There are also critical voices within the SEO and digital marketing community regarding the usefulness of llms.txt. Brett Tabke, CEO of Pubcon and WebmasterWorld, shared his scepticism about the protocol in a recent discussion. He argued that it doesn’t offer much added utility, pointing out that LLMs are not fundamentally different from traditional web crawlers. According to Tabke, the distinction between search engines and LLM-based systems has become increasingly blurred, especially as platforms like Google integrate LLMs into their core functionality. He observed that Google’s AI-driven search results already blur the line between search engines and LLMs, and he expects this trend to continue. In his view, llms.txt merely adds another layer of complexity without solving a real problem.

Tabke also highlighted that existing tools like XML sitemaps and robots.txt already serve a similar purpose. On this point, it’s hard to disagree. For some, the primary value of llms.txt lies in the potential of the “full” text rendering version, which provides a more detailed snapshot of a website’s content.

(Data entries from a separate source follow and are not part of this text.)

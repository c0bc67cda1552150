//! Actions module
//!
//! Every state change in the console is an action. Actions are organized by:
//! - Generic input actions (Navigation, TextInput, Pointer) that the active view
//!   translates into screen-specific actions
//! - Global actions that affect the whole application
//! - Screen/domain-specific actions that are already targeted

// Shared action types
pub mod global;
pub mod navigation;
pub mod pointer;
pub mod text_input;

// Screen/domain-specific action types
pub mod command_palette;
pub mod login;
pub mod report;
pub mod router;
pub mod status_bar;

pub use command_palette::CommandPaletteAction;
pub use global::GlobalAction;
pub use login::LoginAction;
pub use navigation::NavigationAction;
pub use pointer::PointerAction;
pub use report::ReportAction;
pub use router::RouterAction;
pub use status_bar::StatusBarAction;
pub use text_input::TextInputAction;

use crate::palette::Effect;

/// Root action enum - tagged by screen/domain
#[derive(Debug, Clone)]
pub enum Action {
    // Generic actions (need translation by active view)
    /// Generic navigation action - will be translated by active view
    Navigate(NavigationAction),
    /// Generic text input action - will be translated by active view
    TextInput(TextInputAction),
    /// Pointer hover/click in terminal cells - will be translated by active view
    Pointer(PointerAction),

    // Global actions (no translation needed)
    Global(GlobalAction),

    // Screen/domain-specific actions (already targeted)
    CommandPalette(CommandPaletteAction),
    Login(LoginAction),
    Router(RouterAction),
    StatusBar(StatusBarAction),
    Report(ReportAction),
}

/// Source tag shown in the status bar for palette notifications
const PALETTE_SOURCE: &str = "Palette";

impl From<Effect> for Action {
    fn from(effect: Effect) -> Self {
        match effect {
            Effect::Navigate(path) => Action::Router(RouterAction::Navigate(path)),
            Effect::Notify { severity, message } => Action::StatusBar(StatusBarAction::Push {
                kind: severity.into(),
                message,
                source: PALETTE_SOURCE.to_string(),
            }),
        }
    }
}
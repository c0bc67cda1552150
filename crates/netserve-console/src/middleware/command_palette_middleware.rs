//! Command Palette Middleware
//!
//! Turns palette activation into effects. On Execute (Enter) or Click the
//! candidate list is re-derived from the current query, the palette is
//! closed, and the activated candidate's effects are dispatched as router
//! and status bar actions. The reducer resets the query and cursor on the
//! same actions.

use crate::actions::{Action, CommandPaletteAction, GlobalAction};
use crate::dispatcher::Dispatcher;
use crate::middleware::Middleware;
use crate::palette::{effects_for, filter_and_merge};
use crate::state::AppState;
use crate::views::ViewId;

pub struct CommandPaletteMiddleware;

impl CommandPaletteMiddleware {
    pub fn new() -> Self {
        Self
    }

    fn close_palette(state: &AppState, dispatcher: &Dispatcher) {
        if state.active_view().view_id() == ViewId::CommandPalette {
            dispatcher.dispatch(Action::Global(GlobalAction::Close));
        }
    }

    /// Close the palette, then dispatch the effects of the candidate at `index`
    fn activate(index: usize, state: &AppState, dispatcher: &Dispatcher) {
        let candidates = filter_and_merge(&state.command_palette.query, &state.data.clients);

        Self::close_palette(state, dispatcher);

        let Some(candidate) = candidates.get(index) else {
            log::debug!("Command palette: nothing to activate at {}", index);
            return;
        };

        log::info!(
            "Command palette activating {} '{}'",
            candidate.kind_label(),
            candidate.label()
        );
        for effect in effects_for(candidate) {
            dispatcher.dispatch(effect.into());
        }
    }
}

impl Default for CommandPaletteMiddleware {
    fn default() -> Self {
        Self::new()
    }
}

impl Middleware for CommandPaletteMiddleware {
    fn handle(&mut self, action: &Action, state: &AppState, dispatcher: &Dispatcher) -> bool {
        match action {
            Action::CommandPalette(CommandPaletteAction::Execute) => {
                Self::activate(state.command_palette.selected_index, state, dispatcher);
            }
            Action::CommandPalette(CommandPaletteAction::Click(index)) => {
                Self::activate(*index, state, dispatcher);
            }
            Action::CommandPalette(CommandPaletteAction::Close) => {
                Self::close_palette(state, dispatcher);
            }
            _ => {}
        }

        // Let the reducer reset the palette state
        true
    }
}
//! Status Bar State

use chrono::{DateTime, Local};
use std::collections::VecDeque;

use crate::palette::Severity;

/// Kind of status message (determines icon and color)
#[derive(Debug, Clone, Copy, PartialEq, Eq)]
pub enum StatusKind {
    /// Simulated operation in progress
    Running,
    Success,
    Error,
    Warning,
    Info,
}

impl StatusKind {
    /// Get the icon for this status kind
    pub fn icon(&self) -> &'static str {
        match self {
            Self::Running => "⏳",
            Self::Success => "✔",
            Self::Error => "✖",
            Self::Warning => "⚠",
            Self::Info => "ℹ",
        }
    }
}

impl From<Severity> for StatusKind {
    fn from(severity: Severity) -> Self {
        match severity {
            Severity::Success => Self::Success,
            Severity::Info => Self::Info,
            Severity::Warning => Self::Warning,
            Severity::Error => Self::Error,
        }
    }
}

/// A single status message with metadata
#[derive(Debug, Clone)]
pub struct StatusMessage {
    /// When the message was created
    pub timestamp: DateTime<Local>,
    pub kind: StatusKind,
    pub message: String,
    /// Component that produced the message ("Palette", "Login", ...)
    pub source: String,
}

impl StatusMessage {
    /// Create a new status message with current timestamp
    pub fn new(kind: StatusKind, message: impl Into<String>, source: impl Into<String>) -> Self {
        Self {
            timestamp: Local::now(),
            kind,
            message: message.into(),
            source: source.into(),
        }
    }
}

/// Status bar state - history of messages
#[derive(Debug, Clone)]
pub struct StatusBarState {
    /// Message history (newest at back)
    pub messages: VecDeque<StatusMessage>,
    /// Maximum messages to keep
    pub max_history: usize,
}

impl Default for StatusBarState {
    fn default() -> Self {
        Self {
            messages: VecDeque::new(),
            max_history: 100,
        }
    }
}

impl StatusBarState {
    /// Get the latest message (if any)
    pub fn latest(&self) -> Option<&StatusMessage> {
        self.messages.back()
    }

    /// Push a new message, trimming oldest if over limit
    pub fn push(&mut self, message: StatusMessage) {
        self.messages.push_back(message);
        if self.messages.len() > self.max_history {
            self.messages.pop_front();
        }
    }

    /// Clear all messages
    pub fn clear(&mut self) {
        self.messages.clear();
    }
}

Marketer David Ogletree expressed similar concerns, cautioning against the misconception that LLMs are fundamentally different from traditional search engines. He argued that LLMs and platforms like Google are essentially performing the same function and should be treated similarly when it comes to managing content access and indexing.

Ultimately, while llms.txt presents an interesting concept, it remains a subject of debate. Whether it will gain widespread adoption or remain a niche tool depends largely on how AI companies, website owners, and the broader digital community choose to engage with it.

The future of llms.txt and AI content governance

As the adoption of AI technology continues to expand, the need for structured content governance becomes increasingly important. This is where llms.txt comes in, offering an early attempt to enhance transparency and provide website owners with greater control over how their content is accessed and utilised by AI systems.

Whether llms.txt will be widely adopted, however, remains uncertain. Its success will largely depend on several factors, including support from the industry, engagement from website owners, regulatory developments, and the willingness of AI companies to adhere to its directives.

It is crucial to stay informed about developments related to llms.txt and be prepared to adjust content strategies as AI-driven search and content discovery evolve. Keeping an eye on these changes could help ensure that your website remains optimised for both human visitors and AI systems.

The introduction of llms.txt represents a meaningful step toward balancing the rapid pace of AI innovation with the protection of content ownership rights. By addressing issues around the “crawlability and indexability” of websites, it aims to improve how large language models (LLMs) access and analyse online content.

Proactively exploring the implementation of llms.txt could be a valuable move for safeguarding your digital assets. At the same time, it provides AI systems with the necessary structure to better understand your website’s content and layout. This dual benefit may enhance both your control over AI interactions and the accuracy of AI-generated information derived from your site.

As AI continues to reshape the way online search and content distribution work, having a clear strategy for managing AI interactions with your website will be essential. Taking steps now to prepare for these ongoing changes could give you a competitive edge in an increasingly AI-driven digital landscape.